I saved a copy of syslog to a USB and it contains the following lines repeated continuously.
KERN: set MTRRs to: KERN: mtrr: 0: base: 0x40000000, size: 0x1000000, type: 0 KERN: mtrr: 1: base: 0x60000000, size: 0x20000000, type: 0 KERN: mtrr: 2: base: 0x80000000, size: 0x80000000, type: 0 KERN: mtrr: 3: base: 0x603d180000, size: 0x20000, type: 0 KERN: mtrr: 4: base: 0x4000000000, size: 0x10000000, type: 1
Attachments (17)
Change History (66)
by , 3 years ago
Attachment: | syslog.txt added |
---|
by , 3 years ago
Attachment: | listdev.txt added |
---|
by , 3 years ago
Attachment: | listusb.txt added |
---|
comment:1 by , 3 years ago
Component: | - General → Drivers/ACPI |
---|---|
Owner: | changed from | to
Version: | R1/beta3 → R1/Development |
comment:2 by , 3 years ago
Sounds like another one that decided to do locking between fw and hw differently.

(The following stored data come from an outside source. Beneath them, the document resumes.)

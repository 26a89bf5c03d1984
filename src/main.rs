use replyforge::cli;
use tracing_subscriber::{layer::SubscriberExt, util::SubscriberInitExt};

#[tokio::main]
async fn main() -> anyhow::Result<()> {
    // Load .env file if present (before anything else)
    let _ = dotenvy::dotenv();

    // Initialize logging based on verbosity
    let default_filter = if cli::is_verbose() {
        "replyforge=info"
    } else {
        "replyforge=warn"
    };

    tracing_subscriber::registry()
        .with(
            tracing_subscriber::EnvFilter::try_from_default_env()
                .unwrap_or_else(|_| default_filter.into()),
        )
        .with(tracing_subscriber::fmt::layer())
        .init();

    // Run CLI
    cli::run().await
}
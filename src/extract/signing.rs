//! Signing-capability probe.
//!
//! The host page computes request-authentication parameters with its own
//! routine; the engine captures a path to that routine rather than
//! reimplementing it. The probe works over a JSON view of the host's global
//! object graph in which the page script marks callables with the string
//! `"function"`.

use regex::Regex;
use serde_json::Value;
use tracing::debug;

use super::json_path;
use crate::config::SigningConfig;

/// Dot-notation path to a callable signing routine on the host globals.
#[derive(Debug, Clone, PartialEq, Eq)]
pub struct SigningPath(pub String);

fn is_callable(value: &Value) -> bool {
    matches!(value, Value::String(s) if s == "function")
}

/// Resolve a callable signing function from the host globals.
///
/// Order: the configured primary path, then fallback method names under each
/// top-level namespace, then a key-pattern scan of the globals two levels
/// deep.
pub fn resolve_signing_path(globals: &Value, config: &SigningConfig) -> Option<SigningPath> {
    if is_callable(json_path(globals, &config.primary_path)) {
        debug!(path = %config.primary_path, "signing function at primary path");
        return Some(SigningPath(config.primary_path.clone()));
    }

    let Value::Object(namespaces) = globals else {
        return None;
    };

    for (namespace, value) in namespaces {
        let Value::Object(members) = value else {
            continue;
        };
        for method in &config.fallback_methods {
            if members.get(method).is_some_and(is_callable) {
                let path = format!("{namespace}.{method}");
                debug!(%path, "signing function via fallback method name");
                return Some(SigningPath(path));
            }
        }
    }

    let pattern = Regex::new(&config.key_pattern).ok()?;
    for (namespace, value) in namespaces {
        if pattern.is_match(namespace) && is_callable(value) {
            debug!(path = %namespace, "signing function via key pattern");
            return Some(SigningPath(namespace.clone()));
        }
        let Value::Object(members) = value else {
            continue;
        };
        for (key, member) in members {
            if pattern.is_match(key) && is_callable(member) {
                let path = format!("{namespace}.{key}");
                debug!(%path, "signing function via key pattern");
                return Some(SigningPath(path));
            }
        }
    }

    None
}
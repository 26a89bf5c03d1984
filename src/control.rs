//! Cooperative cancellation and pause signalling.
//!
//! Every suspension point in the engine checks these before proceeding;
//! nothing is preempted mid-step except by the rate limit monitor's global
//! pause.

use std::sync::atomic::{AtomicBool, Ordering};
use std::sync::Arc;

use tokio::sync::watch;

/// Shared stop flag; setting it asks the owning loop to wind down after the
/// current step.
#[derive(Clone, Debug, Default)]
pub struct StopFlag(Arc<AtomicBool>);

impl StopFlag {
    pub fn new() -> Self {
        Self::default()
    }

    pub fn stop(&self) {
        self.0.store(true, Ordering::SeqCst);
    }

    pub fn is_stopped(&self) -> bool {
        self.0.load(Ordering::SeqCst)
    }
}

/// Sender half of the pause signal; held by whoever translates visibility
/// changes and pause/resume commands.
#[derive(Clone, Debug)]
pub struct PauseHandle {
    tx: watch::Sender<bool>,
}

impl PauseHandle {
    pub fn set_paused(&self, paused: bool) {
        let _ = self.tx.send(paused);
    }
}

/// Receiver half; owned by the session loop.
#[derive(Clone, Debug)]
pub struct PauseGate {
    rx: watch::Receiver<bool>,
}

impl PauseGate {
    pub fn is_paused(&self) -> bool {
        *self.rx.borrow()
    }

    /// Wait until the gate is no longer paused (or the sender is gone, which
    /// counts as resumed).
    pub async fn resumed(&mut self) {
        while *self.rx.borrow_and_update() {
            if self.rx.changed().await.is_err() {
                return;
            }
        }
    }
}

/// Create a linked pause handle/gate pair, initially not paused.
pub fn pause_channel() -> (PauseHandle, PauseGate) {
    let (tx, rx) = watch::channel(false);
    (PauseHandle { tx }, PauseGate { rx })
}

/// Sleep that wakes early when the stop flag is raised.
pub async fn sleep_cancellable(duration: std::time::Duration, stop: &StopFlag) {
    const SLICE: std::time::Duration = std::time::Duration::from_millis(100);
    let deadline = tokio::time::Instant::now() + duration;
    while tokio::time::Instant::now() < deadline && !stop.is_stopped() {
        let remaining = deadline - tokio::time::Instant::now();
        tokio::time::sleep(remaining.min(SLICE)).await;
    }
}

#[cfg(test)]
mod tests {
    use super::*;
    use std::time::Duration;

    #[test]
    fn stop_flag_latches() {
        let flag = StopFlag::new();
        assert!(!flag.is_stopped());
        flag.stop();
        assert!(flag.is_stopped());
        assert!(flag.clone().is_stopped());
    }

    #[tokio::test]
    async fn pause_gate_blocks_until_resumed() {
        let (handle, mut gate) = pause_channel();
        handle.set_paused(true);
        assert!(gate.is_paused());

        let waiter = tokio::spawn(async move {
            gate.resumed().await;
            gate
        });
        tokio::time::sleep(Duration::from_millis(20)).await;
        assert!(!waiter.is_finished());

        handle.set_paused(false);
        let gate = waiter.await.unwrap();
        assert!(!gate.is_paused());
    }
}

Which means embedded controller needs new lock handling. Surprised that Intel would do that, so maybe there is a newer standard.

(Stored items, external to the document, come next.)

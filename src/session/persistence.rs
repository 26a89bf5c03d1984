//! Database persistence for scrape session state.
//!
//! The background process is evicted as a normal browser optimization; the
//! persisted row is the sole source of truth for rehydrating a session and
//! resuming from its last cursor or scroll position.

use std::path::PathBuf;

use chrono::{DateTime, Utc};
use rusqlite::{params, Connection};
use tracing::debug;

use crate::error::Result;
use crate::models::{SessionRecord, SessionStatus};

#[derive(Clone)]
pub struct SessionStore {
    db_path: PathBuf,
}

impl SessionStore {
    pub fn open(db_path: impl Into<PathBuf>) -> Result<Self> {
        let store = Self {
            db_path: db_path.into(),
        };
        store.init()?;
        Ok(store)
    }

    fn connect(&self) -> rusqlite::Result<Connection> {
        let conn = Connection::open(&self.db_path)?;
        conn.execute_batch(
            r#"
            PRAGMA journal_mode = WAL;
            PRAGMA synchronous = NORMAL;
            PRAGMA busy_timeout = 30000;
        "#,
        )?;
        Ok(conn)
    }

    fn init(&self) -> Result<()> {
        let conn = self.connect()?;
        conn.execute_batch(
            r#"
            CREATE TABLE IF NOT EXISTS scrape_sessions (
                id TEXT PRIMARY KEY,
                target_post_id TEXT NOT NULL,
                tab_id INTEGER NOT NULL,
                active INTEGER NOT NULL DEFAULT 1,
                paused INTEGER NOT NULL DEFAULT 0,
                comments_found INTEGER NOT NULL DEFAULT 0,
                status TEXT NOT NULL,
                message TEXT NOT NULL DEFAULT '',
                cursor TEXT,
                scroll_position INTEGER NOT NULL DEFAULT 0,
                started_at TEXT NOT NULL,
                updated_at TEXT NOT NULL
            );
            CREATE INDEX IF NOT EXISTS idx_sessions_tab
                ON scrape_sessions (tab_id, active);
        "#,
        )?;
        Ok(())
    }

    /// Write the session row; called on every state transition.
    pub fn save(&self, record: &SessionRecord) -> Result<()> {
        let conn = self.connect()?;
        conn.execute(
            r#"INSERT OR REPLACE INTO scrape_sessions
               (id, target_post_id, tab_id, active, paused, comments_found,
                status, message, cursor, scroll_position, started_at, updated_at)
               VALUES (?, ?, ?, ?, ?, ?, ?, ?, ?, ?, ?, ?)"#,
            params![
                record.id,
                record.target_post_id,
                record.tab_id as i64,
                record.active as i64,
                record.paused as i64,
                record.comments_found as i64,
                record.status.as_str(),
                record.message,
                record.cursor,
                record.scroll_position as i64,
                record.started_at.to_rfc3339(),
                record.updated_at.to_rfc3339(),
            ],
        )?;
        debug!(id = %record.id, status = record.status.as_str(), "session state persisted");
        Ok(())
    }

    /// The active session for a tab, if one survived a restart.
    pub fn load_active_for_tab(&self, tab_id: u32) -> Result<Option<SessionRecord>> {
        let conn = self.connect()?;
        let record = conn
            .query_row(
                r#"SELECT id, target_post_id, tab_id, active, paused, comments_found,
                          status, message, cursor, scroll_position, started_at, updated_at
                   FROM scrape_sessions
                   WHERE tab_id = ? AND active = 1
                   ORDER BY updated_at DESC LIMIT 1"#,
                params![tab_id as i64],
                row_to_record,
            )
            .map(Some)
            .or_else(|e| match e {
                rusqlite::Error::QueryReturnedNoRows => Ok(None),
                other => Err(other),
            })?;
        Ok(record)
    }

    pub fn load(&self, id: &str) -> Result<Option<SessionRecord>> {
        let conn = self.connect()?;
        let record = conn
            .query_row(
                r#"SELECT id, target_post_id, tab_id, active, paused, comments_found,
                          status, message, cursor, scroll_position, started_at, updated_at
                   FROM scrape_sessions WHERE id = ?"#,
                params![id],
                row_to_record,
            )
            .map(Some)
            .or_else(|e| match e {
                rusqlite::Error::QueryReturnedNoRows => Ok(None),
                other => Err(other),
            })?;
        Ok(record)
    }

    /// All sessions still marked active (for status reporting).
    pub fn active_sessions(&self) -> Result<Vec<SessionRecord>> {
        let conn = self.connect()?;
        let mut stmt = conn.prepare(
            r#"SELECT id, target_post_id, tab_id, active, paused, comments_found,
                      status, message, cursor, scroll_position, started_at, updated_at
               FROM scrape_sessions WHERE active = 1 ORDER BY updated_at DESC"#,
        )?;
        let rows = stmt.query_map([], row_to_record)?;
        let mut records = Vec::new();
        for row in rows {
            records.push(row?);
        }
        Ok(records)
    }
}

fn row_to_record(row: &rusqlite::Row<'_>) -> rusqlite::Result<SessionRecord> {
    let parse = |s: String| {
        DateTime::parse_from_rfc3339(&s)
            .map(|t| t.with_timezone(&Utc))
            .unwrap_or_else(|_| Utc::now())
    };
    Ok(SessionRecord {
        id: row.get(0)?,
        target_post_id: row.get(1)?,
        tab_id: row.get::<_, i64>(2)? as u32,
        active: row.get::<_, i64>(3)? != 0,
        paused: row.get::<_, i64>(4)? != 0,
        comments_found: row.get::<_, i64>(5)? as u64,
        status: SessionStatus::from_str(&row.get::<_, String>(6)?)
            .unwrap_or(SessionStatus::Error),
        message: row.get(7)?,
        cursor: row.get(8)?,
        scroll_position: row.get::<_, i64>(9)? as u32,
        started_at: parse(row.get::<_, String>(10)?),
        updated_at: parse(row.get::<_, String>(11)?),
    })
}

#[cfg(test)]
mod tests {
    use super::*;

    #[test]
    fn session_round_trips_with_cursor() {
        let dir = tempfile::tempdir().unwrap();
        let store = SessionStore::open(dir.path().join("sessions.db")).unwrap();

        let mut record = SessionRecord::new("post-1", 3);
        record.status = SessionStatus::Scraping;
        record.cursor = Some("120".to_string());
        record.comments_found = 42;
        store.save(&record).unwrap();

        let loaded = store.load_active_for_tab(3).unwrap().unwrap();
        assert_eq!(loaded.id, record.id);
        assert_eq!(loaded.cursor.as_deref(), Some("120"));
        assert_eq!(loaded.comments_found, 42);
        assert_eq!(loaded.status, SessionStatus::Scraping);
    }

    #[test]
    fn inactive_sessions_do_not_rehydrate() {
        let dir = tempfile::tempdir().unwrap();
        let store = SessionStore::open(dir.path().join("sessions.db")).unwrap();

        let mut record = SessionRecord::new("post-1", 3);
        record.active = false;
        record.status = SessionStatus::Complete;
        store.save(&record).unwrap();

        assert!(store.load_active_for_tab(3).unwrap().is_none());
        assert!(store.active_sessions().unwrap().is_empty());
    }
}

Anyone interested in working on embedded controller in ACPI should take a look. Our embedded controller is similar to FreeBSD's but hasn't been synced in ages. As my test machines work fine, and Lenovo does their own non standard way. It is up for grabs for someone who wants to work on edge cases, and a lot of strange hardware.
by , 3 years ago
Attachment: | syslog-noacpi.txt added |
---|
comment:3 by , 3 years ago
I've added a syslog with ACPI disabled, hopefully that helps. That certainly stops the CPU usage, but the sluggish mouse input is still going on.
comment:4 by , 3 years ago
Interestingly, my new Framework laptop has the same issue. In my case the mouse and system moves *really* slow. I move my cursor and it slowly creeps the direction you move it.

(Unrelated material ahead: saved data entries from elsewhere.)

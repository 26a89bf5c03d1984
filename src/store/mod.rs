//! Collected-record store.
//!
//! Owns the comment/post records the engine produces before the dashboard
//! collaborator syncs them, the ignore list, and reply outcome updates.
//! Dedup happens here: a record is accepted only if its (post id, comment
//! id) key is unseen and its text matches no ignore-list entry.

use std::path::{Path, PathBuf};

use chrono::{DateTime, Utc};
use rusqlite::{params, Connection};
use tracing::debug;

use crate::error::Result;
use crate::models::{CommentRecord, CommentSource, IgnoreEntry, PostRecord, ScrapeStats};

/// Why a record was not accepted.
#[derive(Debug, Clone, Copy, PartialEq, Eq)]
pub enum InsertOutcome {
    Inserted,
    /// Identity key already stored.
    Duplicate,
    /// Text matched an ignore-list entry.
    Ignored,
}

#[derive(Clone)]
pub struct CommentStore {
    db_path: PathBuf,
}

impl CommentStore {
    pub fn open(db_path: impl Into<PathBuf>) -> Result<Self> {
        let store = Self {
            db_path: db_path.into(),
        };
        store.init()?;
        Ok(store)
    }

    fn connect(&self) -> rusqlite::Result<Connection> {
        let conn = Connection::open(&self.db_path)?;
        conn.execute_batch(
            r#"
            PRAGMA journal_mode = WAL;
            PRAGMA synchronous = NORMAL;
            PRAGMA foreign_keys = ON;
            PRAGMA busy_timeout = 30000;
        "#,
        )?;
        Ok(conn)
    }

    fn init(&self) -> Result<()> {
        let conn = self.connect()?;
        conn.execute_batch(
            r#"
            CREATE TABLE IF NOT EXISTS posts (
                post_id TEXT PRIMARY KEY,
                media_url TEXT,
                author TEXT NOT NULL,
                ordering INTEGER NOT NULL DEFAULT 0,
                scraped_at TEXT NOT NULL
            );
            CREATE TABLE IF NOT EXISTS comments (
                post_id TEXT NOT NULL,
                comment_id TEXT NOT NULL,
                author TEXT NOT NULL,
                text TEXT NOT NULL,
                posted_at TEXT,
                parent_comment_id TEXT,
                reply_count INTEGER NOT NULL DEFAULT 0,
                source TEXT NOT NULL,
                scraped_at TEXT NOT NULL,
                reply_sent INTEGER NOT NULL DEFAULT 0,
                reply_sent_at TEXT,
                reply_error TEXT,
                reply_content TEXT,
                PRIMARY KEY (post_id, comment_id)
            );
            CREATE TABLE IF NOT EXISTS ignore_list (
                text TEXT PRIMARY KEY,
                added_at TEXT NOT NULL
            );
        "#,
        )?;
        Ok(())
    }

    /// Insert a comment record, deduplicating against stored rows and the
    /// ignore list.
    pub fn insert_comment(&self, record: &CommentRecord) -> Result<InsertOutcome> {
        if self.is_ignored(&record.text)? {
            debug!(comment_id = %record.comment_id, "record matched ignore list");
            return Ok(InsertOutcome::Ignored);
        }

        let conn = self.connect()?;
        let changed = conn.execute(
            r#"INSERT OR IGNORE INTO comments
               (post_id, comment_id, author, text, posted_at, parent_comment_id,
                reply_count, source, scraped_at)
               VALUES (?, ?, ?, ?, ?, ?, ?, ?, ?)"#,
            params![
                record.post_id,
                record.comment_id,
                record.author,
                record.text,
                record.posted_at.map(|t| t.to_rfc3339()),
                record.parent_comment_id,
                record.reply_count as i64,
                record.source.as_str(),
                record.scraped_at.to_rfc3339(),
            ],
        )?;

        if changed == 0 {
            Ok(InsertOutcome::Duplicate)
        } else {
            Ok(InsertOutcome::Inserted)
        }
    }

    /// Insert a batch, producing the session's acceptance stats.
    pub fn insert_comments(&self, records: &[CommentRecord]) -> Result<ScrapeStats> {
        let mut stats = ScrapeStats::default();
        for record in records {
            stats.found += 1;
            match self.insert_comment(record)? {
                InsertOutcome::Inserted => stats.new += 1,
                InsertOutcome::Duplicate => stats.preexisting += 1,
                InsertOutcome::Ignored => stats.ignored += 1,
            }
        }
        Ok(stats)
    }

    pub fn upsert_post(&self, post: &PostRecord) -> Result<()> {
        let conn = self.connect()?;
        conn.execute(
            r#"INSERT OR REPLACE INTO posts (post_id, media_url, author, ordering, scraped_at)
               VALUES (?, ?, ?, ?, ?)"#,
            params![
                post.post_id,
                post.media_url,
                post.author,
                post.ordering as i64,
                post.scraped_at.to_rfc3339(),
            ],
        )?;
        Ok(())
    }

    pub fn get_comment(&self, post_id: &str, comment_id: &str) -> Result<Option<CommentRecord>> {
        let conn = self.connect()?;
        let record = conn
            .query_row(
                r#"SELECT post_id, comment_id, author, text, posted_at, parent_comment_id,
                          reply_count, source, scraped_at
                   FROM comments WHERE post_id = ? AND comment_id = ?"#,
                params![post_id, comment_id],
                row_to_comment,
            )
            .map(Some)
            .or_else(|e| match e {
                rusqlite::Error::QueryReturnedNoRows => Ok(None),
                other => Err(other),
            })?;
        Ok(record)
    }

    pub fn comments_for_post(&self, post_id: &str) -> Result<Vec<CommentRecord>> {
        let conn = self.connect()?;
        let mut stmt = conn.prepare(
            r#"SELECT post_id, comment_id, author, text, posted_at, parent_comment_id,
                      reply_count, source, scraped_at
               FROM comments WHERE post_id = ? ORDER BY scraped_at"#,
        )?;
        let rows = stmt.query_map(params![post_id], row_to_comment)?;
        let mut records = Vec::new();
        for row in rows {
            records.push(row?);
        }
        Ok(records)
    }

    pub fn count_comments(&self) -> Result<u64> {
        let conn = self.connect()?;
        let count: i64 = conn.query_row("SELECT COUNT(*) FROM comments", [], |row| row.get(0))?;
        Ok(count as u64)
    }

    /// Remove a scraped comment (dashboard command, or a vanished reply
    /// target when the feature flag asks for it).
    pub fn remove_comment(&self, post_id: &str, comment_id: &str) -> Result<bool> {
        let conn = self.connect()?;
        let changed = conn.execute(
            "DELETE FROM comments WHERE post_id = ? AND comment_id = ?",
            params![post_id, comment_id],
        )?;
        Ok(changed > 0)
    }

    pub fn update_comment_text(&self, post_id: &str, comment_id: &str, text: &str) -> Result<bool> {
        let conn = self.connect()?;
        let changed = conn.execute(
            "UPDATE comments SET text = ? WHERE post_id = ? AND comment_id = ?",
            params![text, post_id, comment_id],
        )?;
        Ok(changed > 0)
    }

    /// Record a reply outcome against its target comment.
    pub fn mark_reply(
        &self,
        post_id: &str,
        comment_id: &str,
        sent: bool,
        sent_at: Option<DateTime<Utc>>,
        error: Option<&str>,
        content: Option<&str>,
    ) -> Result<()> {
        let conn = self.connect()?;
        conn.execute(
            r#"UPDATE comments
               SET reply_sent = ?, reply_sent_at = ?, reply_error = ?, reply_content = ?
               WHERE post_id = ? AND comment_id = ?"#,
            params![
                sent as i64,
                sent_at.map(|t| t.to_rfc3339()),
                error,
                content,
                post_id,
                comment_id,
            ],
        )?;
        Ok(())
    }

    // Ignore list: append/remove only, matched by exact-trim equality.

    pub fn is_ignored(&self, text: &str) -> Result<bool> {
        let conn = self.connect()?;
        let count: i64 = conn.query_row(
            "SELECT COUNT(*) FROM ignore_list WHERE text = ?",
            params![text.trim()],
            |row| row.get(0),
        )?;
        Ok(count > 0)
    }

    pub fn add_ignore(&self, entry: &IgnoreEntry) -> Result<()> {
        let conn = self.connect()?;
        conn.execute(
            "INSERT OR IGNORE INTO ignore_list (text, added_at) VALUES (?, ?)",
            params![entry.text.trim(), entry.added_at.to_rfc3339()],
        )?;
        Ok(())
    }

    pub fn remove_ignore(&self, text: &str) -> Result<bool> {
        let conn = self.connect()?;
        let changed = conn.execute(
            "DELETE FROM ignore_list WHERE text = ?",
            params![text.trim()],
        )?;
        Ok(changed > 0)
    }

    pub fn list_ignores(&self) -> Result<Vec<IgnoreEntry>> {
        let conn = self.connect()?;
        let mut stmt = conn.prepare("SELECT text, added_at FROM ignore_list ORDER BY added_at")?;
        let rows = stmt.query_map([], |row| {
            Ok((row.get::<_, String>(0)?, row.get::<_, String>(1)?))
        })?;
        let mut entries = Vec::new();
        for row in rows {
            let (text, added_at) = row?;
            entries.push(IgnoreEntry {
                text,
                added_at: DateTime::parse_from_rfc3339(&added_at)
                    .map(|t| t.with_timezone(&Utc))
                    .unwrap_or_else(|_| Utc::now()),
            });
        }
        Ok(entries)
    }

    pub fn db_path(&self) -> &Path {
        &self.db_path
    }
}

fn row_to_comment(row: &rusqlite::Row<'_>) -> rusqlite::Result<CommentRecord> {
    Ok(CommentRecord {
        post_id: row.get(0)?,
        comment_id: row.get(1)?,
        author: row.get(2)?,
        text: row.get(3)?,
        posted_at: row
            .get::<_, Option<String>>(4)?
            .and_then(|s| DateTime::parse_from_rfc3339(&s).ok())
            .map(|t| t.with_timezone(&Utc)),
        parent_comment_id: row.get(5)?,
        reply_count: row.get::<_, i64>(6)? as u32,
        source: CommentSource::from_str(&row.get::<_, String>(7)?)
            .unwrap_or(CommentSource::Extracted),
        scraped_at: row
            .get::<_, String>(8)
            .ok()
            .and_then(|s| DateTime::parse_from_rfc3339(&s).ok())
            .map(|t| t.with_timezone(&Utc))
            .unwrap_or_else(Utc::now),
    })
}

#[cfg(test)]
mod tests {
    use super::*;

    fn store() -> (tempfile::TempDir, CommentStore) {
        let dir = tempfile::tempdir().unwrap();
        let store = CommentStore::open(dir.path().join("records.db")).unwrap();
        (dir, store)
    }

    fn record(post: &str, cid: &str, text: &str) -> CommentRecord {
        let mut r = CommentRecord::new(post, cid);
        r.text = text.to_string();
        r.author = "someone".to_string();
        r
    }

    #[test]
    fn second_identical_scrape_counts_as_preexisting() {
        let (_dir, store) = store();
        let first = store
            .insert_comments(&[record("p1", "c1", "same text")])
            .unwrap();
        assert_eq!(first.new, 1);

        let second = store
            .insert_comments(&[record("p1", "c1", "same text")])
            .unwrap();
        assert_eq!(second.new, 0);
        assert_eq!(second.preexisting, 1);
        assert_eq!(store.count_comments().unwrap(), 1);
    }

    #[test]
    fn ignored_text_never_reaches_storage() {
        let (_dir, store) = store();
        store.add_ignore(&IgnoreEntry::new("nope")).unwrap();

        let stats = store
            .insert_comments(&[record("p1", "c1", "  nope  ")])
            .unwrap();
        assert_eq!(stats.ignored, 1);
        assert_eq!(stats.new, 0);
        assert_eq!(store.count_comments().unwrap(), 0);
    }

    #[test]
    fn same_comment_id_under_different_posts_is_distinct() {
        let (_dir, store) = store();
        store.insert_comment(&record("p1", "c1", "a")).unwrap();
        let outcome = store.insert_comment(&record("p2", "c1", "a")).unwrap();
        assert_eq!(outcome, InsertOutcome::Inserted);
        assert_eq!(store.count_comments().unwrap(), 2);
    }

    #[test]
    fn ignore_list_add_remove_round_trip() {
        let (_dir, store) = store();
        store.add_ignore(&IgnoreEntry::new("spam")).unwrap();
        assert!(store.is_ignored(" spam ").unwrap());
        assert_eq!(store.list_ignores().unwrap().len(), 1);
        assert!(store.remove_ignore("spam").unwrap());
        assert!(!store.is_ignored("spam").unwrap());
    }

    #[test]
    fn reply_outcome_updates_land_on_the_record() {
        let (_dir, store) = store();
        store.insert_comment(&record("p1", "c1", "hello")).unwrap();
        store
            .mark_reply("p1", "c1", true, Some(Utc::now()), None, Some("thanks!"))
            .unwrap();

        let conn = store.connect().unwrap();
        let (sent, content): (i64, Option<String>) = conn
            .query_row(
                "SELECT reply_sent, reply_content FROM comments WHERE comment_id = 'c1'",
                [],
                |row| Ok((row.get(0)?, row.get(1)?)),
            )
            .unwrap();
        assert_eq!(sent, 1);
        assert_eq!(content.as_deref(), Some("thanks!"));
    }

    #[test]
    fn remove_and_update_comment() {
        let (_dir, store) = store();
        store.insert_comment(&record("p1", "c1", "old")).unwrap();
        assert!(store.update_comment_text("p1", "c1", "new").unwrap());
        let fetched = store.get_comment("p1", "c1").unwrap().unwrap();
        assert_eq!(fetched.text, "new");
        assert!(store.remove_comment("p1", "c1").unwrap());
        assert!(store.get_comment("p1", "c1").unwrap().is_none());
    }

    #[test]
    fn post_upsert_round_trip() {
        let (_dir, store) = store();
        let mut post = PostRecord::new("p1", "author", 0);
        post.media_url = Some("https://cdn/thumb.jpg".to_string());
        store.upsert_post(&post).unwrap();

        let conn = store.connect().unwrap();
        let media: Option<String> = conn
            .query_row(
                "SELECT media_url FROM posts WHERE post_id = 'p1'",
                [],
                |row| row.get(0),
            )
            .unwrap();
        assert_eq!(media.as_deref(), Some("https://cdn/thumb.jpg"));
    }
}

Same result with a USB attached mouse and the internal trackpad. I checked the unhandled interrupt counts and it seems normal.
My system is based on the 11th gen i7-1165G7
comment:5 by , 3 years ago
Framework i7-1165G7:
- Same issue seen booting from USB and internal NVMe
- Booting via UEFI
- Disabling ACPI in the bootloader doesn't fix the issue
- Disabling SMAP and SMEP doesn't fix the issue
- Disabling SMP doesn't fix the issue
- Disabling IO-APIC doesn't fix the issue
- Disabling local APIC breaks boot (stalled on card icon)
- Disabling X2APIC doesn't fix the issue
comment:6 by , 3 years ago
Blocking: | 17594 added |
---|
comment:7 by , 3 years ago
Keywords: | i5-1135G7 i7-1165G7 i7-1185G7 added |
---|
Looks like we're starting to get a flood of these issues. The "sluggish mouse" issue seems to impact all Intel 11th Gen hardware from multiple vendors.
comment:8 by , 3 years ago
Milestone: | Unscheduled → R1/beta4 |
---|---|
Platform: | All → x86-64 |
Priority: | normal → blocker |
comment:9 by , 3 years ago
Summary: | Intel NUC 11th gen slow performance → Intel 11th gen slow performance |
---|
comment:10 by , 3 years ago
Witnessed in #17594 is a CPU speed of "45.59 Ghz" in pulse. That lends to estimates that this one is system timer related. We saw a similar issue on riscv64 when the system time speed was miscalculated.
I just confirmed on my framework laptop that pulse shows "41.68 Ghz"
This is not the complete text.